PROMPT: Match the string "message" against each line below, and copy every line that matches.

TASK MATERIAL:
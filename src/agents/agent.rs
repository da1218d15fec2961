//! The extraction agent trait and shared prompting plumbing.

use std::sync::Arc;

use anyhow::Result;
use async_trait::async_trait;
use serde::de::DeserializeOwned;
use serde_json::json;
use tracing::{debug, error, info, warn};

use crate::agents::types::ExtractionOutput;
use crate::llm::{CompletionRequest, LLMClient, extract_json};
use crate::prompts::extraction_user_prompt;

/// Slightly creative but still schema-stable
pub const EXTRACTION_TEMPERATURE: f32 = 0.3;

/// A single-purpose L3 worker.
///
/// Implementations never abort the pipeline for model trouble: an LLM or
/// parse failure degrades to [`empty_output`](ExtractionAgent::empty_output).
/// `Err` is reserved for failures outside the extraction itself.
#[async_trait]
pub trait ExtractionAgent: Send + Sync {
    /// Stable registry name, as the planner spells it
    fn name(&self) -> &'static str;

    /// One-line capability summary
    fn description(&self) -> &'static str;

    /// The output this agent produces when it has nothing to work with
    fn empty_output(&self) -> ExtractionOutput;

    /// Run the extraction over `content`, stamping `task_id` into the result
    async fn extract(&self, content: &str, task_id: Option<&str>) -> Result<ExtractionOutput>;
}

/// Shared prompting, JSON recovery, and deserialization for the
/// concrete agents.
pub(crate) struct AgentCore {
    client: Arc<dyn LLMClient>,
    name: &'static str,
    system_prompt: &'static str,
}

impl AgentCore {
    pub(crate) fn new(
        client: Arc<dyn LLMClient>,
        name: &'static str,
        system_prompt: &'static str,
    ) -> Self {
        Self {
            client,
            name,
            system_prompt,
        }
    }

    /// Prompt the model and deserialize its JSON into `T`, stamping the
    /// originating task id into the payload first. Returns `None` for empty
    /// content and for every model-side failure.
    pub(crate) async fn extract_model<T: DeserializeOwned>(
        &self,
        content: &str,
        task_id: Option<&str>,
    ) -> Option<T> {
        if content.trim().is_empty() {
            debug!("{}: empty content, returning empty result", self.name);
            return None;
        }
        info!(
            "{}: extracting from content ({} chars)",
            self.name,
            content.len()
        );

        let request = CompletionRequest::new(self.system_prompt, extraction_user_prompt(content))
            .with_temperature(EXTRACTION_TEMPERATURE);
        let raw = match self.client.complete(request).await {
            Ok(raw) => raw,
            Err(err) => {
                error!("{} extraction error: {}", self.name, err);
                return None;
            }
        };

        let mut value = match extract_json(&raw) {
            Ok(value) => value,
            Err(err) => {
                warn!("{}: failed to parse response: {}", self.name, err);
                return None;
            }
        };
        if let Some(task_id) = task_id
            && let Some(map) = value.as_object_mut()
        {
            map.entry("source_task_id").or_insert(json!(task_id));
        }

        match serde_json::from_value::<T>(value) {
            Ok(model) => Some(model),
            Err(err) => {
                warn!("{}: response did not match schema: {}", self.name, err);
                None
            }
        }
    }
}
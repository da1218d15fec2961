//! Dependency-ordered execution of a task plan.
//!
//! Tasks run sequentially in the order [`TaskPlan::execution_order`]
//! produces. Before each task runs, the outputs of its completed
//! dependencies are summarized and appended to the message content under a
//! delimiter, so downstream agents see what upstream ones found without
//! being handed full payloads.

use std::collections::HashMap;

use serde::Serialize;
use tracing::{error, info, warn};

use crate::agents::ExtractionOutput;
use crate::orchestrator::router::Router;
use crate::plan::{PlannedTask, TaskDomain, TaskPlan, TaskStatus};

/// Separates original message content from forwarded dependency results
pub const PREVIOUS_RESULTS_DELIMITER: &str = "--- Previous Results ---";

/// The outcome of routing and executing one planned task
#[derive(Serialize, Clone, Debug)]
pub struct RoutingResult {
    /// The task as it looked after execution, final status included
    pub task: PlannedTask,
    pub domain: TaskDomain,
    /// Agent name as requested by the plan, or the resolved default
    pub agent: Option<String>,
    pub output: Option<ExtractionOutput>,
    pub success: bool,
    pub error: Option<String>,
    pub status: TaskStatus,
}

/// Runs every task in a plan against its resolved agent, threading
/// dependency context between them.
pub struct DependencyScheduler {
    router: Router,
}

impl DependencyScheduler {
    pub fn new(router: Router) -> Self {
        Self { router }
    }

    /// Execute the whole plan. Statuses are written back into `plan` as
    /// tasks move through routing and execution; one result per task comes
    /// back in execution order. A failed task never stops the plan.
    pub async fn execute(&self, plan: &mut TaskPlan, content: &str) -> Vec<RoutingResult> {
        if plan.has_circular_dependency() {
            warn!("task plan contains a dependency cycle; proceeding with forced ordering");
        }
        let order = plan.execution_order();
        let mut completed: HashMap<String, RoutingResult> = HashMap::new();
        let mut results = Vec::with_capacity(order.len());

        for idx in order {
            let task_id = plan.tasks[idx].task_id.clone();
            let domain = plan.tasks[idx].domain;
            let explicit_agent = plan.tasks[idx].l3_agent.clone();

            plan.tasks[idx].status = TaskStatus::Routing;
            let context = Self::dependency_context(&plan.tasks[idx], &completed);
            let augmented = Self::augment_content(content, context);

            let (agent_name, output, success, error) =
                match self.router.resolve(&plan.tasks[idx]) {
                    None => {
                        warn!("no agent available for task {} in {}", task_id, domain);
                        plan.tasks[idx].status = TaskStatus::Failed;
                        (
                            explicit_agent.clone(),
                            None,
                            false,
                            Some(format!("No agent found for task: {}", task_id)),
                        )
                    }
                    Some(agent) => {
                        info!(
                            "routing task {} to {}/{}",
                            task_id,
                            domain,
                            explicit_agent.as_deref().unwrap_or("default")
                        );
                        plan.tasks[idx].status = TaskStatus::Executing;
                        match agent.extract(&augmented, Some(&task_id)).await {
                            Ok(output) => {
                                plan.tasks[idx].status = TaskStatus::Completed;
                                (
                                    Some(
                                        explicit_agent
                                            .clone()
                                            .unwrap_or_else(|| agent.name().to_string()),
                                    ),
                                    Some(output),
                                    true,
                                    None,
                                )
                            }
                            Err(err) => {
                                error!("extraction agent error for task {}: {}", task_id, err);
                                plan.tasks[idx].status = TaskStatus::Failed;
                                (
                                    Some(agent.name().to_string()),
                                    None,
                                    false,
                                    Some(err.to_string()),
                                )
                            }
                        }
                    }
                };

            let result = RoutingResult {
                task: plan.tasks[idx].clone(),
                domain,
                agent: agent_name,
                output,
                success,
                error,
                status: plan.tasks[idx].status,
            };
            completed.insert(task_id, result.clone());
            results.push(result);
        }

        let successful = results.iter().filter(|r| r.success).count();
        info!("{}/{} tasks completed successfully", successful, results.len());
        results
    }

    /// Summarize the outputs of a task's completed dependencies.
    ///
    /// A drafted response is forwarded in full under a "Response to
    /// evaluate:" heading; list outputs shrink to an item count; outputs
    /// with neither shape are forwarded as compact JSON. Failed or
    /// empty-handed dependencies contribute nothing.
    fn dependency_context(
        task: &PlannedTask,
        completed: &HashMap<String, RoutingResult>,
    ) -> Option<String> {
        let mut fragments = Vec::new();
        for dep_id in &task.depends_on {
            let Some(result) = completed.get(dep_id) else {
                continue;
            };
            if !result.success {
                continue;
            }
            let Some(output) = &result.output else {
                continue;
            };
            if let Some(response) = output.primary_response() {
                fragments.push(format!("Response to evaluate:\n{}", response));
            } else if let Some(count) = output.item_count() {
                if count > 0 {
                    fragments.push(format!("Extracted from {}: {} items", dep_id, count));
                }
            } else {
                fragments.push(format!(
                    "{}: {}",
                    dep_id,
                    serde_json::to_string(output).unwrap_or_else(|_| "{}".to_string())
                ));
            }
        }
        if fragments.is_empty() {
            None
        } else {
            Some(fragments.join("\n"))
        }
    }

    fn augment_content(content: &str, context: Option<String>) -> String {
        match context {
            Some(ctx) => format!("{content}\n\n{PREVIOUS_RESULTS_DELIMITER}\n{ctx}"),
            None => content.to_string(),
        }
    }
}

COMPLETED EXERCISE:
//! dependencies are summarized and appended to the message content under a
/// Separates original message content from forwarded dependency results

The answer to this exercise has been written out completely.